EX-99.(11) 4 d852629dex9911.htm OPINION AND CONSENT OF SEWARD & KISSEL LLP Opinion and consent of Seward & Kissel LLP

Exhibit 11

LOGO

February 25, 2020

Columbia Funds Series Trust

225 Franklin Street

Boston, MA 02110

Re: Registration Statement on Form N-14

Ladies and Gentlemen:

We are counsel to Columbia Funds Series Trust (the “Trust”), an unincorporated association under Chapter 38 of Title 12 of the Delaware Code (the “Delaware Statutory Trust Law”), commonly referred to as a “Delaware statutory trust.” The opinions set forth below are being rendered in connection with the Trust’s registration statement on Form N-14 (the “Registration Statement”) to be filed with the Securities and Exchange Commission (the “Commission”) under the Securities Act of 1933, as amended (the “Securities Act”), in which this letter is to be included as an exhibit. The Trust is registered under the Investment Company Act of 1940, as amended (the “1940 Act”), as an open-end management investment company (File No. 811-09645).

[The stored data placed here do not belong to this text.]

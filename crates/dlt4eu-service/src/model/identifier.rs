use serde::Serialize;

use dlt4eu_did::{self as did, DidError, Document};

use crate::model::proof::Proof;
use crate::MASTER_KEY;

/// Public key descriptor exposed on identifier records.
#[derive(Debug, Clone, Serialize)]
pub struct PublicKeyInfo {
    /// Key identifier ("<did>#<name>").
    pub id: String,
    /// Verification key type.
    pub kind: String,
    /// Controlling DID.
    pub controller: String,
    /// Base64-encoded public key value.
    pub value: String,
}

/// A decentralized identity record.
///
/// Immutable once constructed; there is no update or revoke operation.
#[derive(Clone)]
pub struct Identifier {
    source: did::Identifier,
    created: i64,
    updated: i64,
}

impl Identifier {
    /// Mint a fresh identifier with a single "master" key enabled for
    /// authentication.
    pub fn new() -> Result<Self, DidError> {
        let mut source = did::Identifier::new(did::DEFAULT_METHOD);
        source.add_new_key(MASTER_KEY)?;
        source.enable_authentication(MASTER_KEY)?;
        Ok(Self::from_source(source))
    }

    /// Prepare an identifier record from an externally supplied DID
    /// document.
    pub fn from_document(doc: &Document) -> Result<Self, DidError> {
        let source = did::Identifier::from_document(doc)?;
        Ok(Self::from_source(source))
    }

    fn from_source(source: did::Identifier) -> Self {
        let created = source.created().timestamp();
        let updated = source.updated().timestamp();
        Self {
            source,
            created,
            updated,
        }
    }

    /// Textual representation of the DID.
    pub fn id(&self) -> &str {
        self.source.did()
    }

    /// Unix timestamp of the identifier's original creation.
    pub fn created(&self) -> i64 {
        self.created
    }

    /// Unix timestamp of the record's last load.
    pub fn updated(&self) -> i64 {
        self.updated
    }

    /// Public key descriptors registered on the identifier.
    pub fn keys(&self) -> Vec<PublicKeyInfo> {
        self.source
            .keys()
            .iter()
            .map(|k| PublicKeyInfo {
                id: k.id().to_string(),
                kind: k.kind().to_string(),
                controller: k.controller().to_string(),
                value: k.value_base64(),
            })
            .collect()
    }

    /// DID document for the record. Private key material is stripped,
    /// making the document safe to publish and share.
    pub fn document(&self) -> Document {
        self.source.document(false)
    }

    /// Generate a linked-data proof for the provided data using the
    /// identifier's master key.
    pub fn produce_proof(
        &self,
        data: &[u8],
        purpose: &str,
        domain: &str,
    ) -> Result<Proof, DidError> {
        let key = self
            .source
            .key(MASTER_KEY)
            .ok_or_else(|| DidError::UnknownKey(MASTER_KEY.to_string()))?;
        let source = key.produce_proof(data, purpose, domain)?;
        Ok(Proof::from_source(source, self.id().to_string()))
    }
}

#[cfg(test)]
mod tests {
    use super::*;

    #[test]
    fn test_new_identifier_has_master_key() {
        let identifier = Identifier::new().unwrap();
        assert!(identifier.id().starts_with("did:dlt4eu:"));

        let keys = identifier.keys();
        assert_eq!(keys.len(), 1);
        assert_eq!(keys[0].id, format!("{}#master", identifier.id()));
        assert_eq!(keys[0].kind, "Ed25519VerificationKey2020");
        assert_eq!(keys[0].controller, identifier.id());
        assert!(!keys[0].value.is_empty());
    }

    #[test]
    fn test_timestamps_set_at_construction() {
        let before = chrono::Utc::now().timestamp();
        let identifier = Identifier::new().unwrap();
        let after = chrono::Utc::now().timestamp();
        assert!(identifier.created() >= before && identifier.created() <= after);
        assert_eq!(identifier.created(), identifier.updated());
    }

    #[test]
    fn test_proof_controller_is_identifier() {
        let identifier = Identifier::new().unwrap();
        let proof = identifier
            .produce_proof(b"data", "authentication", "example.com")
            .unwrap();
        assert_eq!(proof.controller, identifier.id());
        assert!(!proof.value.is_empty());
    }

    #[test]
    fn test_from_document_roundtrip() {
        let identifier = Identifier::new().unwrap();
        let doc = identifier.document();
        let restored = Identifier::from_document(&doc).unwrap();

        assert_eq!(restored.id(), identifier.id());
        assert_eq!(restored.created(), identifier.created());
        assert_eq!(restored.keys().len(), 1);
    }

    #[test]
    fn test_published_document_cannot_sign() {
        let identifier = Identifier::new().unwrap();
        let restored = Identifier::from_document(&identifier.document()).unwrap();
        assert!(matches!(
            restored.produce_proof(b"data", "authentication", ""),
            Err(DidError::MissingPrivateKey(_))
        ));
    }

    #[test]
    fn test_document_has_no_private_material() {
        let identifier = Identifier::new().unwrap();
        let doc = identifier.document();
        assert!(doc
            .verification_method
            .iter()
            .all(|vm| vm.private_key_base64.is_none()));
    }
}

The Registration Statement pertains to the proposed reorganization of Columbia Small/Mid Cap Value Fund, a series of Columbia Funds Series Trust II (the “Target Fund”) into Columbia Select Mid Cap Value Fund, a series of the Trust (the “Acquiring Fund”), and the issuance of Class A, Class Adv, Class C, Class R, Class Inst, Class Inst 2 and Class Inst 3 shares of beneficial interest of the Acquiring Fund in connection therewith (the “Shares”) pursuant to an Agreement and Plan of Reorganization by and among the Trust, on behalf of the Acquiring Fund, certain other registered investment companies, on behalf of certain series thereof, as applicable, and Columbia Management Investment Advisers, LLC dated February 20, 2020, a form of which is included as an exhibit to the Combined Information Statement/Prospectus in the Registration Statement (the “Plan”)

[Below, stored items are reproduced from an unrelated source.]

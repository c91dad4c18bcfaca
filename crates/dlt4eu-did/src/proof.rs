use chrono::{DateTime, Utc};
use serde::{Deserialize, Serialize};

use crate::error::DidError;
use crate::keys::{verify, PublicKey, Signature};

/// Proof suite identifier for Ed25519 detached proofs.
pub const PROOF_TYPE_ED25519: &str = "Ed25519Signature2020";

/// A detached linked-data proof over an arbitrary payload.
///
/// The signature covers the canonical JSON form of the proof options
/// followed by the payload bytes, binding the nonce, domain, and purpose
/// to the signed data.
#[derive(Debug, Clone, Serialize, Deserialize)]
pub struct ProofLd {
    /// Proof suite used.
    #[serde(rename = "type")]
    pub proof_type: String,
    /// When the proof was created.
    pub created: DateTime<Utc>,
    /// Operational domain of the proof (e.g., "example.com"). Restricts
    /// the proof to a particular target.
    #[serde(default, skip_serializing_if = "String::is_empty")]
    pub domain: String,
    /// Random value used once per domain and window of time, to mitigate
    /// replay attacks.
    pub nonce: String,
    /// Intent of the proof (e.g., "authentication", "assertionMethod").
    #[serde(rename = "proofPurpose")]
    pub purpose: String,
    /// Verification method able to independently verify the proof.
    #[serde(rename = "verificationMethod")]
    pub verification_method: String,
    /// Optional challenge value supplied by the requesting party.
    #[serde(default, skip_serializing_if = "Option::is_none")]
    pub challenge: Option<String>,
    /// Raw signature bytes, base64-encoded on the wire.
    #[serde(rename = "proofValue", with = "base64_bytes")]
    pub value: Vec<u8>,
}

impl ProofLd {
    /// Compute the byte sequence the proof signature covers: the canonical
    /// JSON of the proof options (without the value) plus the payload.
    pub(crate) fn signing_input(&self, data: &[u8]) -> Vec<u8> {
        let options = serde_json::json!({
            "type": self.proof_type,
            "created": self.created.to_rfc3339(),
            "domain": self.domain,
            "nonce": self.nonce,
            "proofPurpose": self.purpose,
            "verificationMethod": self.verification_method,
            "challenge": self.challenge,
        });
        let mut input = serde_json::to_vec(&options).unwrap_or_default();
        input.extend_from_slice(data);
        input
    }

    /// Proof value encoded as base64 (RFC 4648).
    pub fn value_base64(&self) -> String {
        use base64::engine::general_purpose::STANDARD as BASE64;
        use base64::Engine as _;
        BASE64.encode(&self.value)
    }

    /// Verify the proof against the payload it was produced for.
    pub fn verify(&self, data: &[u8], pubkey: &PublicKey) -> Result<(), DidError> {
        let signature = Signature::from_bytes(&self.value)?;
        verify(&self.signing_input(data), &signature, pubkey)
    }
}

mod base64_bytes {
    use base64::engine::general_purpose::STANDARD as BASE64;
    use base64::Engine as _;
    use serde::{Deserialize, Deserializer, Serializer};

    pub fn serialize<S: Serializer>(bytes: &[u8], serializer: S) -> Result<S::Ok, S::Error> {
        serializer.serialize_str(&BASE64.encode(bytes))
    }

    pub fn deserialize<'de, D: Deserializer<'de>>(deserializer: D) -> Result<Vec<u8>, D::Error> {
        let encoded = String::deserialize(deserializer)?;
        BASE64.decode(encoded).map_err(serde::de::Error::custom)
    }
}
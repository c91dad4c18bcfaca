//! dlt4eu Identity Document Engine
//!
//! Provides the decentralized identity primitives for the dlt4eu service:
//! - Ed25519 key material with PKCS#8 import/export
//! - DID identifiers (`did:dlt4eu:<uuid>`) with named keys
//! - DID Documents (W3C-compatible, base64 key encoding)
//! - Detached linked-data proofs over arbitrary payloads

pub mod document;
pub mod error;
pub mod identifier;
pub mod keys;
pub mod proof;

pub use document::{Document, VerificationMethod};
pub use error::DidError;
pub use identifier::{DidKey, Identifier, DEFAULT_METHOD};
pub use keys::{sign, verify, KeyPair, PublicKey, Signature};
pub use proof::ProofLd;
/// Identity document engine errors.
#[derive(Debug, thiserror::Error)]
pub enum DidError {
    #[error("invalid key length: expected {expected}, got {actual}")]
    InvalidKeyLength { expected: usize, actual: usize },

    #[error("invalid key material: {0}")]
    InvalidKey(String),

    #[error("signature verification failed")]
    SignatureVerificationFailed,

    #[error("invalid DID document: {0}")]
    InvalidDocument(String),

    #[error("duplicate key: {0}")]
    DuplicateKey(String),

    #[error("unknown key: {0}")]
    UnknownKey(String),

    #[error("key {0} has no private material")]
    MissingPrivateKey(String),
}
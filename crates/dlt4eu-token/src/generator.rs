use std::collections::HashMap;

use chrono::Utc;
use jsonwebtoken::{
    decode, decode_header, encode, Algorithm, DecodingKey, EncodingKey, Header, Validation,
};
use serde::de::DeserializeOwned;

use dlt4eu_did::KeyPair;

use crate::claims::Claims;
use crate::error::TokenError;
use crate::params::{parse_duration, TokenParameters};

/// Structural expectations asserted during token validation, mirroring the
/// ones applied at issuance.
#[derive(Debug, Clone, Default)]
pub struct Expect {
    /// Required `cty` header value.
    pub content_type: Option<String>,
    /// Required signing method.
    pub method: Option<Algorithm>,
}

struct TokenKey {
    encoding: EncodingKey,
    decoding: DecodingKey,
    algorithm: Algorithm,
}

/// Issues and validates tokens signed with named Ed25519 keys.
pub struct TokenGenerator {
    issuer: String,
    keys: HashMap<String, TokenKey>,
}

impl TokenGenerator {
    /// Create a generator with no keys for the given issuer.
    pub fn new(issuer: impl Into<String>) -> Self {
        Self {
            issuer: issuer.into(),
            keys: HashMap::new(),
        }
    }

    /// Issuer recorded in every token.
    pub fn issuer(&self) -> &str {
        &self.issuer
    }

    /// Register a named signing key.
    pub fn add_key(&mut self, name: &str, keypair: &KeyPair) -> Result<(), TokenError> {
        if self.keys.contains_key(name) {
            return Err(TokenError::DuplicateKey(name.to_string()));
        }
        let der = keypair
            .to_pkcs8_der()
            .map_err(|e| TokenError::InvalidKey(e.to_string()))?;
        self.keys.insert(
            name.to_string(),
            TokenKey {
                encoding: EncodingKey::from_ed_der(&der),
                decoding: DecodingKey::from_ed_der(keypair.public_key().as_bytes()),
                algorithm: Algorithm::EdDSA,
            },
        );
        Ok(())
    }

    /// Issue a new signed token with the named key.
    pub fn new_token(&self, key_name: &str, params: &TokenParameters) -> Result<String, TokenError> {
        let key = self
            .keys
            .get(key_name)
            .ok_or_else(|| TokenError::UnknownKey(key_name.to_string()))?;
        if params.method != key.algorithm {
            return Err(TokenError::MethodMismatch(params.method));
        }

        let now = Utc::now();
        let exp = params
            .expiration
            .as_deref()
            .map(parse_duration)
            .transpose()?
            .map(|d| (now + d).timestamp());
        let nbf = params
            .not_before
            .as_deref()
            .map(parse_duration)
            .transpose()?
            .map(|d| (now + d).timestamp());

        let claims = Claims {
            iss: self.issuer.clone(),
            sub: Some(params.subject.clone()).filter(|s| !s.is_empty()),
            aud: params.audience.clone(),
            exp,
            nbf,
            iat: now.timestamp(),
            jti: params.unique_identifier.clone(),
            custom: params.custom_claims.clone().unwrap_or_default(),
        };

        let mut header = Header::new(key.algorithm);
        header.kid = Some(key_name.to_string());
        header.cty = params.content_type.clone();

        let token = encode(&header, &claims, &key.encoding)?;
        tracing::debug!(key = key_name, jti = ?claims.jti, "token issued");
        Ok(token)
    }

    /// Validate a token's signature and registered claims, additionally
    /// asserting the given structural expectations.
    pub fn validate(&self, token: &str, expect: &Expect) -> Result<(), TokenError> {
        let header = decode_header(token)?;
        if let Some(method) = expect.method {
            if header.alg != method {
                return Err(TokenError::MethodMismatch(header.alg));
            }
        }
        if let Some(content_type) = expect.content_type.as_deref() {
            if header.cty.as_deref() != Some(content_type) {
                return Err(TokenError::ContentTypeMismatch(header.cty));
            }
        }
        self.verify::<Claims>(token, &header)?;
        Ok(())
    }

    /// Validate a token and deserialize its claim set.
    pub fn decode<T: DeserializeOwned>(&self, token: &str) -> Result<T, TokenError> {
        let header = decode_header(token)?;
        self.verify(token, &header)
    }

    fn verify<T: DeserializeOwned>(
        &self,
        token: &str,
        header: &Header,
    ) -> Result<T, TokenError> {
        let kid = header.kid.as_deref().ok_or(TokenError::MissingKeyId)?;
        let key = self
            .keys
            .get(kid)
            .ok_or_else(|| TokenError::UnknownKey(kid.to_string()))?;
        if header.alg != key.algorithm {
            return Err(TokenError::MethodMismatch(header.alg));
        }

        let mut validation = Validation::new(key.algorithm);
        validation.set_issuer(&[&self.issuer]);
        validation.required_spec_claims = ["iss".to_string()].into_iter().collect();
        validation.validate_aud = false;
        validation.validate_nbf = true;

        let data = decode::<T>(token, &key.decoding, &validation)?;
        Ok(data.claims)
    }
}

We have reviewed such documents and made such examination of law as we have deemed appropriate to give the opinion expressed below. We have relied, without independent verification, on a certificate of the Delaware Secretary of State and, as to matters of fact material to the opinion set forth below, on representations in the Plan and a certificate and other inquiries of officers of the Trust. We have assumed for purposes of this opinion that, prior to the date of the issuance of the Shares, (1) the Board of Trustees of the Target Fund will have taken all action required of them for the approval of the Plan and (2) the Plan will have been duly executed and delivered by each party thereto. We have also assumed that the Shares will be issued in accordance with the terms and conditions set forth in the Plan and that the ownership of all Shares will be duly recorded in the books of the Trust or its transfer or similar agent. The opinion expressed below is limited to the Delaware Statutory Trust Act, as amended, 12 Del. C. §§ 3801-3863.

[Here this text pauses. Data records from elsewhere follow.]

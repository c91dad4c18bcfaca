use serde::Serialize;

use dlt4eu_did::ProofLd;

/// A detached linked-data proof result.
///
/// Pure value: produced once per request, never stored. The `controller`
/// always equals the id of the identifier that produced it.
#[derive(Debug, Clone, Serialize)]
pub struct Proof {
    /// Proof suite used.
    pub kind: String,
    /// Id of the producing identifier.
    pub controller: String,
    /// Operational domain the proof is restricted to.
    #[serde(skip_serializing_if = "String::is_empty")]
    pub domain: String,
    /// Replay-mitigation nonce.
    pub nonce: String,
    /// Intent of the proof.
    pub purpose: String,
    /// Verification method able to verify the proof.
    pub verification_method: String,
    /// Optional challenge value.
    #[serde(skip_serializing_if = "Option::is_none")]
    pub challenge: Option<String>,
    /// Unix timestamp of proof creation.
    pub created: i64,
    /// Proof bytes, base64-encoded as defined in RFC 4648.
    pub value: String,
}

impl Proof {
    pub(crate) fn from_source(source: ProofLd, controller: String) -> Self {
        Self {
            kind: source.proof_type.clone(),
            controller,
            domain: source.domain.clone(),
            nonce: source.nonce.clone(),
            purpose: source.purpose.clone(),
            verification_method: source.verification_method.clone(),
            challenge: source.challenge.clone(),
            created: source.created.timestamp(),
            value: source.value_base64(),
        }
    }
}
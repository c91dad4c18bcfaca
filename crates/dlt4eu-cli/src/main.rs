//! dlt4eu — Digital identity platform command-line interface.
//!
//! Subcommands: init, token, server, status.

mod commands;
mod config;

use clap::{Parser, Subcommand};
use tracing_subscriber::EnvFilter;

/// Digital identity platform for the DLT4EU project.
#[derive(Parser, Debug)]
#[command(name = "dlt4eu", version, about, long_about = None)]
struct Cli {
    /// Log level (trace, debug, info, warn, error).
    #[arg(long, global = true, default_value = "info")]
    log_level: String,

    #[command(subcommand)]
    command: Commands,
}

#[derive(Subcommand, Debug)]
enum Commands {
    /// Write a default configuration file with a fresh signing key.
    Init(commands::init::InitArgs),
    /// Generate an admin credential to access the API.
    Token(commands::token::TokenArgs),
    /// Start an HTTP server instance to handle incoming requests.
    Server(commands::server::ServerArgs),
    /// Check whether a server instance is reachable.
    Status(commands::status::StatusArgs),
}

#[tokio::main]
async fn main() -> anyhow::Result<()> {
    let cli = Cli::parse();

    let filter =
        EnvFilter::try_from_default_env().unwrap_or_else(|_| EnvFilter::new(&cli.log_level));
    tracing_subscriber::fmt()
        .with_env_filter(filter)
        .with_target(true)
        .init();

    match &cli.command {
        Commands::Init(args) => commands::init::run(args),
        Commands::Token(args) => commands::token::run(args),
        Commands::Server(args) => commands::server::run(args).await,
        Commands::Status(args) => commands::status::run(args).await,
    }
}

Based upon the foregoing, we are of the opinion that the Shares, when issued, will be validly issued, fully paid and non-assessable by the Trust.

We hereby consent to the filing of this opinion with the Commission as an exhibit to the Registration Statement and to the reference to our firm as legal counsel for the Trust in the Registration Statement. In giving this consent, we do not admit that we are within the category of persons whose consent is required by Section 7 of the Securities Act or the rules and regulations of the Commission.